Driving on the road again
Hills of Karamoja in the distance
A homestead
 There was another long bout of waiting around for the shuttle, so I watched some of the kids playing with their toys. A couple had a stick of wood with some clay covering the centre of the stick with a free-wheeling clay wheel at either end. Some of the richer kids had one long or several smaller sticks tied together to push the axle through the dirt. Eventually we were picked up after I’d had a snooze underneath an mango tree in the grass.
2 classes in progress

Sub-council office
On the way back we made a brief detour at a large gathering that I soon found out was a funeral.
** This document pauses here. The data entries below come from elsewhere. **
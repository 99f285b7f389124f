#![forbid(unsafe_code)]

//! Aggregate cells: tuples and vectors of cells as one cell.
//!
//! # Design
//!
//! The aggregates own no independent state: their value is always a fresh
//! snapshot assembled by reading every branch, and any branch change
//! republishes the whole snapshot. Writes distribute back into the
//! branches; the echo a distribution causes on the branch that triggered
//! the republish dies on that branch's reentrancy or equality guard.
//!
//! Arity constructors ([`pack2`], [`pack3`]) replace a dynamic
//! keyed-object aggregate; [`list`] is the homogeneous analogue.
//!
//! # Invariants
//!
//! 1. `packed.get()` always equals the tuple/vector of current branch
//!    values, installed or not.
//! 2. One branch change produces exactly one republish.
//! 3. Distribution writes branches in declaration (tuple/index) order.
//!
//! # Failure Modes
//!
//! - [`list`] distribution with a longer written vector ignores the extra
//!   elements; a shorter one leaves the remaining branches untouched.

use crate::cell::Cell;

/// Aggregate two cells into a cell of a pair.
#[must_use]
pub fn pack2<A, B>(a: &Cell<A>, b: &Cell<B>) -> Cell<(A, B)>
where
    A: Clone + PartialEq + 'static,
    B: Clone + PartialEq + 'static,
{
    let packed = Cell::new((a.get(), b.get()));
    {
        let a = a.clone();
        let b = b.clone();
        packed.override_read(move || (a.get(), b.get()));
    }
    {
        let a = a.clone();
        let b = b.clone();
        packed
            .listen_up(move |(next_a, next_b): &(A, B), _| {
                a.set(next_a.clone());
                b.set(next_b.clone());
            })
            .detach();
    }
    republish_on(&packed, a);
    republish_on(&packed, b);
    packed
}

/// Aggregate three cells into a cell of a triple.
#[must_use]
pub fn pack3<A, B, C>(a: &Cell<A>, b: &Cell<B>, c: &Cell<C>) -> Cell<(A, B, C)>
where
    A: Clone + PartialEq + 'static,
    B: Clone + PartialEq + 'static,
    C: Clone + PartialEq + 'static,
{
    let packed = Cell::new((a.get(), b.get(), c.get()));
    {
        let a = a.clone();
        let b = b.clone();
        let c = c.clone();
        packed.override_read(move || (a.get(), b.get(), c.get()));
    }
    {
        let a = a.clone();
        let b = b.clone();
        let c = c.clone();
        packed
            .listen_up(move |(next_a, next_b, next_c): &(A, B, C), _| {
                a.set(next_a.clone());
                b.set(next_b.clone());
                c.set(next_c.clone());
            })
            .detach();
    }
    republish_on(&packed, a);
    republish_on(&packed, b);
    republish_on(&packed, c);
    packed
}

/// Aggregate a vector of cells into a cell of a vector.
#[must_use]
pub fn list<T: Clone + PartialEq + 'static>(branches: Vec<Cell<T>>) -> Cell<Vec<T>> {
    let snapshot = {
        let branches = branches.clone();
        move || branches.iter().map(Cell::get).collect::<Vec<T>>()
    };
    let packed = Cell::new(snapshot());
    packed.override_read(snapshot);
    {
        let branches = branches.clone();
        packed
            .listen_up(move |next: &Vec<T>, _| {
                for (branch, value) in branches.iter().zip(next.iter()) {
                    branch.set(value.clone());
                }
            })
            .detach();
    }
    for branch in &branches {
        republish_on(&packed, branch);
    }
    packed
}

/// Wire one branch: any downward change on `branch` republishes the packed
/// snapshot (lazily, once the aggregate has a consumer).
fn republish_on<P, S>(packed: &Cell<P>, branch: &Cell<S>)
where
    P: Clone + 'static,
    S: Clone + 'static,
{
    let weak = packed.downgrade();
    packed.listen_to(
        branch,
        move |_, _| {
            if let Some(packed) = weak.upgrade() {
                let fresh = packed.get();
                packed.set(fresh);
            }
        },
        false,
    );
}

// ---------------------------------------------------------------------------
// Tests
// ---------------------------------------------------------------------------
There must have been over 500 people there and the funeral was for a women who was a member of a VAD farming groups, hence why we were there to pay our respects. The women had died the day previously of blood loss during labour. Her child survived. Such a terrible waste, but with poor local health care knowledge, a lack of usable blood stocks nearby and terrible infrastructure to get anywhere quickly caused this horrible event.

After the funeral we headed back and bought a massive sack of charcoal and didn’t finish until 9pm. Unfortunately at this time, all the restaurants and cafes in town had run out of food, so we went to the bar where I had a couple of warm cans of beer that were horrible. At least I had 15 minutes of electric lighting to wash off that days dust and dirt.